Brendan O’Neill: ‘Green warfare’ reveals the warped priorities of the environmental movement

LAST UPDATED 6:31 AM, NOVEMBER 30, 2009

Can a bullet, a bomb or a hand grenade ever be 'friendly'? Environmentalists seem to think so. Having 'greened' their homes, their eating habits and their fashion choices, eco-campaigners now want to 'green' warfare too.

They want to make the military obliteration of human life, the destruction of families, homes and towns through fire and fury, a more eco-friendly pursuit ­ one which will still kill and maim people, of course, but which won't cause too much damage to the surrounding soil or trees.

Last week, the 10:10 campaign group welcomed MBDA Missile Systems into its fold.

Founded by eco-filmmaker Franny Armstrong and backed by the Guardian, 10:10 is about encouraging individuals and organisations to reduce their carbon emissions by 10 per cent in 2010.

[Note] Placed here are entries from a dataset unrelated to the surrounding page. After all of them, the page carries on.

//! Sentence ranking strategies
//!
//! [`Ranker`] is a tagged enum over the two strategies, so the chunk
//! coordinator dispatches statically and a new strategy is a compile error
//! until every match handles it.

pub mod textrank;
pub mod tfidf;

use crate::config::{Algorithm, SummarizerConfig};
use crate::summarizer::vectorizer::SparseVector;

pub use textrank::TextRankRanker;
pub use tfidf::TfidfRanker;

/// Result of ranking one chunk
#[derive(Debug, Clone, PartialEq)]
pub struct RankOutput {
    /// One score per sentence, indexed by local position in the chunk
    pub scores: Vec<f64>,
    /// Number of iterations performed (0 for single-pass rankers)
    pub iterations: usize,
    /// Final convergence delta
    pub delta: f64,
    /// Whether the ranker converged
    pub converged: bool,
}

impl RankOutput {
    pub fn new(scores: Vec<f64>, iterations: usize, delta: f64, converged: bool) -> Self {
        Self {
            scores,
            iterations,
            delta,
            converged,
        }
    }

    /// Get the score for a sentence
    pub fn score(&self, local: usize) -> f64 {
        self.scores.get(local).copied().unwrap_or(0.0)
    }

    pub fn len(&self) -> usize {
        self.scores.len()
    }

    pub fn is_empty(&self) -> bool {
        self.scores.is_empty()
    }
}

/// The selected ranking strategy with its parameters
#[derive(Debug, Clone, PartialEq)]
pub enum Ranker {
    TextRank(TextRankRanker),
    TfIdf(TfidfRanker),
}

impl Ranker {
    /// Build the ranker named by `cfg.algorithm`.
    pub fn from_config(cfg: &SummarizerConfig) -> Self {
        match cfg.algorithm {
            Algorithm::TextRank => Self::TextRank(
                TextRankRanker::new()
                    .with_damping(cfg.damping)
                    .with_epsilon(cfg.convergence_epsilon)
                    .with_max_iterations(cfg.max_iterations)
                    .with_parallel(cfg.parallel),
            ),
            Algorithm::TfIdf => Self::TfIdf(TfidfRanker),
        }
    }

    pub fn algorithm(&self) -> Algorithm {
        match self {
            Self::TextRank(_) => Algorithm::TextRank,
            Self::TfIdf(_) => Algorithm::TfIdf,
        }
    }

    /// Score every sentence of one chunk from its vectors.
    pub fn rank(&self, vectors: &[SparseVector]) -> RankOutput {
        match self {
            Self::TextRank(ranker) => ranker.rank(vectors),
            Self::TfIdf(ranker) => ranker.rank(vectors),
        }
    }
}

Schools, museums and football teams have signed up, and now so has one of the world's largest missile manufacturers, which has an average annual turnover of $2.7bn, makes more than 3,000 missiles a year, and deals with around 90 military forces around the globe.

The 10:10 organisers say they had a long and tortured debate about whether to accept MBDA. In the end they decided that they should, because the important thing is that MBDA "reduce their emissions by 10 per cent... What they do with the rest of their time is a different matter, on which we couldn't possibly comment."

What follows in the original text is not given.